Problem statement: What is needed is an exact copy of the line that contains "if let Some(outcome)" and of all later lines to the end of the records below, with no other lines.

Provided records:
* * *
//! glTF model loading for the car, the road and the office building
//!
//! Every model is requested at startup as a load task: an entity holding a
//! [`ModelLoad`] component. Each frame the task is polled and, once the asset
//! server reports a final state, resolved into an explicit
//! `Result<(), ModelLoadError>`. Despawning a task before it resolves cancels it.

use bevy::asset::LoadState;
use bevy::gltf::GltfAssetLabel;
use bevy::prelude::*;

use crate::world::{MainCamera, ScenePhase, WorldContext, BUILDING, CAR, ROAD};

/// Plugin requesting and resolving the model loads
pub struct ModelLoaderPlugin;

impl Plugin for ModelLoaderPlugin {
    fn build(&self, app: &mut App) {
        app.add_systems(Startup, request_models)
            .add_systems(Update, poll_model_loads);
    }
}

/// The models that make up the scene
#[derive(Debug, Clone, Copy, PartialEq, Eq, Hash)]
pub enum ModelAsset {
    Car,
    Road,
    Building,
}

impl ModelAsset {
    pub const ALL: [ModelAsset; 3] = [ModelAsset::Car, ModelAsset::Road, ModelAsset::Building];

    /// Path relative to the asset root
    pub fn path(self) -> &'static str {
        match self {
            ModelAsset::Car => "models/car/scene.gltf",
            ModelAsset::Road => "models/road_straight/scene.gltf",
            ModelAsset::Building => "models/modern_office/scene.gltf",
        }
    }

    /// Registry key the loaded model is stored under
    pub fn key(self) -> &'static str {
        match self {
            ModelAsset::Car => CAR,
            ModelAsset::Road => ROAD,
            ModelAsset::Building => BUILDING,
        }
    }

    pub fn label(self) -> &'static str {
        match self {
            ModelAsset::Car => "Car",
            ModelAsset::Road => "Road",
            ModelAsset::Building => "Building",
        }
    }

    /// Move the freshly loaded model into place
    pub fn place(self, transform: &mut Transform) {
        match self {
            ModelAsset::Car => {
                transform.translation.x -= 1.25;
                transform.translation.y = 0.0;
                transform.translation.z = 0.0;
            }
            ModelAsset::Road => {
                transform.scale.x = 0.2;
                transform.scale.y = 0.2;
            }
            ModelAsset::Building => {
                transform.translation.y = 0.0;
            }
        }
    }

    /// Camera height and distance this model sets when it arrives
    pub fn camera_mount(self) -> Option<CameraMount> {
        match self {
            ModelAsset::Car => Some(CameraMount { y: 4.0, z: 15.0 }),
            ModelAsset::Road => Some(CameraMount { y: 2.0, z: 15.0 }),
            ModelAsset::Building => None,
        }
    }
}

/// Camera Y/Z position applied on load completion
///
/// Car and road both set one. Loads finish in no fixed order and the mount of
/// whichever finishes last stays in effect.
#[derive(Debug, Clone, Copy, PartialEq)]
pub struct CameraMount {
    pub y: f32,
    pub z: f32,
}

impl CameraMount {
    pub fn apply(self, camera: &mut Transform) {
        camera.translation.y = self.y;
        camera.translation.z = self.z;
    }
}

/// A model load that has not resolved yet
#[derive(Component, Debug)]
pub struct ModelLoad {
    pub model: ModelAsset,
    pub handle: Handle<Scene>,
}

/// Why a model failed to load
#[derive(Debug, thiserror::Error)]
#[error("failed to load {path}: {reason}")]
pub struct ModelLoadError {
    pub path: &'static str,
    pub reason: String,
}

/// Request every model of the scene
fn request_models(mut commands: Commands, asset_server: Res<AssetServer>) {
    for model in ModelAsset::ALL {
        let handle = asset_server.load(GltfAssetLabel::Scene(0).from_asset(model.path()));
        commands.spawn((
            ModelLoad { model, handle },
            Transform::default(),
            Name::new(model.label()),
        ));
        info!("Loading {} from: {}", model.label(), model.path());
    }
}

/// Map the asset server's view of a load onto an outcome, `None` while it is still in flight
pub fn load_outcome(model: ModelAsset, state: Option<LoadState>) -> Option<Result<(), ModelLoadError>> {
    match state {
        Some(LoadState::Loaded) => Some(Ok(())),
        Some(LoadState::Failed(err)) => Some(Err(ModelLoadError {
            path: model.path(),
            reason: err.to_string(),
        })),
        _ => None,
    }
}

/// Check whether any pending model has finished loading
fn poll_model_loads(
    mut commands: Commands,
    asset_server: Res<AssetServer>,
    loads: Query<(Entity, &ModelLoad)>,
) {
    for (task, load) in loads.iter() {
        let state = asset_server.get_load_state(load.handle.id());
        if let Some(outcome) = load_outcome(load.model, state) {
            commands.queue(move |world: &mut World| resolve_model_load(world, task, outcome));
        }
    }
}

/// Finish a load task
///
/// On success the task entity becomes the model's scene root and joins the
/// scene graph and registry. On failure the error is logged and the task is
/// dropped, leaving the scene as it was.
pub fn resolve_model_load(world: &mut World, task: Entity, outcome: Result<(), ModelLoadError>) {
    let Ok(mut entity) = world.get_entity_mut(task) else {
        return;
    };
    let Some(load) = entity.take::<ModelLoad>() else {
        return;
    };

    if let Err(err) = outcome {
        error!("{err}");
        entity.despawn();
        return;
    }

    let model = load.model;
    let mut transform = entity.get::<Transform>().copied().unwrap_or_default();
    model.place(&mut transform);
    entity.insert((SceneRoot(load.handle), transform));

    let mut context = world.resource_mut::<WorldContext>();
    context.append(task);
    context.add_object(model.key(), task);
    info!("{} initialized", model.label());
    debug!(
        "{} objects registered, {} in the scene graph",
        context.len(),
        context.graph().len()
    );

    if let Some(mount) = model.camera_mount() {
        let mut cameras = world.query_filtered::<&mut Transform, With<MainCamera>>();
        if let Ok(mut camera) = cameras.single_mut(world) {
            mount.apply(&mut camera);
            debug!("{} moved the camera to {:?}", model.label(), camera.translation);
        }
    }

    if model == ModelAsset::Car {
        if let Some(mut next) = world.get_resource_mut::<NextState<ScenePhase>>() {
            next.set(ScenePhase::CarReady);
        }
    }
}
* * *
Response to the task:
        if let Some(outcome) = load_outcome(load.model, state) {
            commands.queue(move |world: &mut World| resolve_model_load(world, task, outcome));
        }
    }
}

/// Finish a load task
///
/// On success the task entity becomes the model's scene root and joins the
/// scene graph and registry. On failure the error is logged and the task is
/// dropped, leaving the scene as it was.
pub fn resolve_model_load(world: &mut World, task: Entity, outcome: Result<(), ModelLoadError>) {
    let Ok(mut entity) = world.get_entity_mut(task) else {
        return;
    };
    let Some(load) = entity.take::<ModelLoad>() else {
        return;
    };

    if let Err(err) = outcome {
        error!("{err}");
        entity.despawn();
        return;
    }

    let model = load.model;
    let mut transform = entity.get::<Transform>().copied().unwrap_or_default();
    model.place(&mut transform);
    entity.insert((SceneRoot(load.handle), transform));

    let mut context = world.resource_mut::<WorldContext>();
    context.append(task);
    context.add_object(model.key(), task);
    info!("{} initialized", model.label());
    debug!(
        "{} objects registered, {} in the scene graph",
        context.len(),
        context.graph().len()
    );

    if let Some(mount) = model.camera_mount() {
        let mut cameras = world.query_filtered::<&mut Transform, With<MainCamera>>();
        if let Ok(mut camera) = cameras.single_mut(world) {
            mount.apply(&mut camera);
            debug!("{} moved the camera to {:?}", model.label(), camera.translation);
        }
    }

    if model == ModelAsset::Car {
        if let Some(mut next) = world.get_resource_mut::<NextState<ScenePhase>>() {
            next.set(ScenePhase::CarReady);
        }
    }
}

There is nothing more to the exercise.